She gave me these piña coladas,
and I got to re-think my strategy here.
So I break down that chicken, get the chicken meat in there,
pour a little bit of the piña colada
so that can kind of reduce,
and then get the rest of it into a stock pot
and let that just get it stewing
while I work on the rest of the dish.
Hey, chefs, as you can see, I am holding a piece of rope
commonly used to tie things together.
Tie together, Thai soup.
Win this auction,
and you can force two of your opponents
to complete the rest of their Thai coconut soup
all tied together.
CHEF JASON: This is so insane.
Who wants to be tied to someone else in a kitchen?
This'll screw my day completely.
I am putting it on someone else.
ALTON: [ Laughs evilly ]
Bum-bum-bum
Hey, chefs, win this auction,
and you can force two of your opponents
to complete the rest of their Thai coconut soup
$1,000.
I got $1,000 bid for Chef Michael for the rope.
Who's gonna give me $1,100?
I'll go $2,000.
$2,000 the current high bid from Chef Michael.
You know what, I'm okay. Stick to the strategy.
Don't waste your money and your time on this one.
Let them have it.
$2,600.
ALTON: $2,600, and the high bid goes to Chef Jason.
Will you go $2,700? I have $2,700.
Will you go $2,800, sir?
CHEF JASON: I look around.
I see that I have most of my soup done.
I'm gonna stop bidding. I can do this.
Going once. Going twice. Sold to Chef Michael for $2,700.
Now, Chef Michael, give a little bit of thought here.
Who do you want to see me tie together?
Chef Jason and Chef Shanita.
Chef Jason and Chef Shanita.
[ Laughs ]
I'm just gonna kind of loop this over.
Let me get that over your Buddha hand, ma'am.
Stay right there. Stay right there. Stay right there.
CHEF JASON: Of course, he gives it to me and Chef Shanita.
Her station's on the other side of the room.
Our grills are on opposite sides.
This is gonna be such a pain.
In your pot, and then I'll get mine.
Strainer's there.
I just need a pot from over here.
So let's get the pot.
I get my soup strained. My shrimp's cooked perfect.
So I'm thinking about my plate-up.
I figure I'll put a little garnish in the bowl.
My grilled shrimp -- a little micro-basil, scallion,
and just some shaved cremini mushrooms.
I figured I'd put the broth in a separate container.
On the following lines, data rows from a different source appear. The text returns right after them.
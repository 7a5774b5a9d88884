//! `enc` — a thin exerciser binary for the codec/hash functions in [`srt`],
//! grounded in `examples/enc.c`: read all of stdin, apply exactly one
//! codec/hash operation selected by a single flag, write the result to
//! stdout.
//!
//! Unlike `enc.c`'s streaming loop (which re-reads in fixed chunks and keeps
//! a 16-byte lookback so a chunk boundary never splits an escape sequence),
//! this demo slurps all of stdin at once — simpler, and fine for a demo
//! binary that exists to exercise the library, not to stream gigabytes.

use std::io::{Read, Write};

use srt::cli::args::{parse_mode, Mode};
use srt::cli::help::print_usage;
use srt::{codec, hash, lz, ErrorFlags};

fn read_stdin() -> anyhow::Result<Vec<u8>> {
    let mut buf = Vec::new();
    std::io::stdin().read_to_end(&mut buf)?;
    Ok(buf)
}

fn run(mode: Mode) -> anyhow::Result<()> {
    let stdout = std::io::stdout();
    let mut out = stdout.lock();

    match mode {
        Mode::EncodeBase64 => out.write_all(&codec::base64::encode(&read_stdin()?))?,
        Mode::DecodeBase64 => out.write_all(&codec::base64::decode(&read_stdin()?))?,
        Mode::EncodeHexLower => out.write_all(&codec::hex::encode(&read_stdin()?))?,
        Mode::EncodeHexUpper => out.write_all(&codec::hex::encode_upper(&read_stdin()?))?,
        Mode::DecodeHex => out.write_all(&codec::hex::decode(&read_stdin()?))?,
        Mode::EncodeXml => out.write_all(&codec::escape::encode_xml(&read_stdin()?))?,
        Mode::DecodeXml => out.write_all(&codec::escape::decode_xml(&read_stdin()?))?,
        Mode::EncodeJson => out.write_all(&codec::escape::encode_json(&read_stdin()?))?,
        Mode::DecodeJson => out.write_all(&codec::escape::decode_json(&read_stdin()?))?,
        Mode::EncodeUrl => out.write_all(&codec::escape::encode_url(&read_stdin()?))?,
        Mode::DecodeUrl => out.write_all(&codec::escape::decode_url(&read_stdin()?))?,
        Mode::EncodeLz => out.write_all(&lz::encode(&read_stdin()?))?,
        Mode::EncodeLzHeap => out.write_all(&lz::encode_heap(&read_stdin()?))?,
        Mode::DecodeLz => {
            let mut errors = ErrorFlags::new();
            let decoded = lz::decode(&read_stdin()?, &mut errors);
            if errors.encoding_errors {
                eprintln!("enc: warning: lz frame truncated, output is partial");
            }
            out.write_all(&decoded)?
        }
        Mode::Crc32 => writeln!(out, "{:08x}", hash::crc32(hash::CRC32_INIT, &read_stdin()?))?,
        Mode::Adler32 => writeln!(out, "{:08x}", hash::adler32(hash::ADLER32_INIT, &read_stdin()?))?,
        Mode::Fnv1 => writeln!(out, "{:08x}", hash::fnv1(hash::FNV_INIT, &read_stdin()?))?,
        Mode::Fnv1a => writeln!(out, "{:08x}", hash::fnv1a(hash::FNV_INIT, &read_stdin()?))?,
        Mode::Murmur3_32 => writeln!(out, "{:08x}", hash::mh3_32(0, &read_stdin()?))?,
    }
    Ok(())
}

fn main() {
    let argv0 = std::env::args().next().unwrap_or_else(|| "enc".to_owned());
    let args: Vec<String> = std::env::args().skip(1).collect();

    let mode = match parse_mode(&args) {
        Ok(m) => m,
        Err(e) => {
            eprintln!("enc: {e}");
            print_usage(&argv0);
            std::process::exit(1);
        }
    };

    if let Err(e) = run(mode) {
        eprintln!("enc: {e}");
        std::process::exit(1);
    }
}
You get a nice aroma as it's pouring.
And it might hold the heat a little longer.
You know, the chocolate really helped my soup.
The sweetness -- It really just balanced everything out.
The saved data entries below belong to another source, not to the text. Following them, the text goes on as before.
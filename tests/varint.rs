//! Cross-cutting [`srt::varint`] scenario (spec §8 S3).

use srt::varint;

#[test]
fn s3_packed_u64_boundaries_round_trip_at_smallest_class() {
    let values = [
        0u64,
        127,
        128,
        16383,
        16384,
        (1u64 << 28) - 1,
        1u64 << 28,
        (1u64 << 35) - 1,
        1u64 << 35,
        (1u64 << 49) - 1,
        1u64 << 49,
        (1u64 << 63) - 1,
        1u64 << 63,
        u64::MAX,
    ];
    for v in values {
        let mut buf = Vec::new();
        let written = varint::store(&mut buf, v);
        let (loaded, consumed) = varint::load(&buf);
        assert_eq!(loaded, v, "round trip failed for {v}");
        assert_eq!(consumed, written, "consumed/written mismatch for {v}");

        // Shrinking the output by one byte must never still decode to `v`
        // at the same length, confirming `written` is the smallest class.
        if buf.len() > 1 {
            let mut shorter = buf.clone();
            shorter.truncate(buf.len() - 1);
            let (_, shorter_consumed) = varint::load(&shorter);
            assert_ne!(shorter_consumed, written, "smaller class accepted for {v}");
        }
    }
}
We're gonna sing "Kumbaya"
and braid each other's hair.
[ Laughs ]
I hope later on, you guys get to say
this was all for unity, right?
Yeah, this was fantastic.
Wait until I get you later.
So I decide to call my soup the Thai-waiian,
make a little pun on my piña colada broth.
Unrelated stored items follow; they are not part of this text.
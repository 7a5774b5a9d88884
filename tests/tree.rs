//! Cross-cutting [`srt::Tree`] scenario (spec §8 S4).

use srt::Tree;

/// Deterministic shuffle via a linear-congruential generator, avoiding a
/// `rand` crate dependency for a one-off test fixture.
fn shuffled(n: usize, seed: u64) -> Vec<i64> {
    let mut v: Vec<i64> = (0..n as i64).collect();
    let mut state = seed;
    for i in (1..v.len()).rev() {
        state = state.wrapping_mul(6364136223846793005).wrapping_add(1442695040888963407);
        let j = (state >> 33) as usize % (i + 1);
        v.swap(i, j);
    }
    v
}

#[test]
fn s4_rb_deletion_preserves_density_and_invariants() {
    let insert_order = shuffled(1000, 0xC0FFEE);
    let mut delete_order = shuffled(1000, 0xF00D)[..500].to_vec();
    // Only delete keys that actually exist (the shuffle already draws from
    // the same 0..1000 universe, so this is a no-op filter, kept for clarity).
    delete_order.retain(|k| insert_order.contains(k));

    let mut tree: Tree<i64, ()> = Tree::new();
    for k in &insert_order {
        tree.insert(*k, ());
    }
    assert_eq!(tree.len(), 1000);
    tree.debug_assert_invariants();

    for k in &delete_order {
        tree.remove(k);
    }
    assert_eq!(tree.len(), 500);
    tree.debug_assert_invariants();

    for k in &insert_order {
        let still_present = !delete_order.contains(k);
        assert_eq!(tree.contains_key(k), still_present, "key {k} in wrong state");
    }
}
I get the mushrooms out of the can,
Thai eggplants cut up, and I get those into a dice.
Then we're gonna get those sautéed up
so that those can go on top of the chicken,
make a little pile,
and then just try to get enough of that sauce around it
that would be the base.
I'm feeling like I can pull this off.
Thai cuisine is all about balance, okay?
You've got to have sweet, got to have salty,
you got to have sour, and you've got to have spicy.
Get any one of them off, and things go downhill very quickly.
I don't want to melt my Buddha hand, so...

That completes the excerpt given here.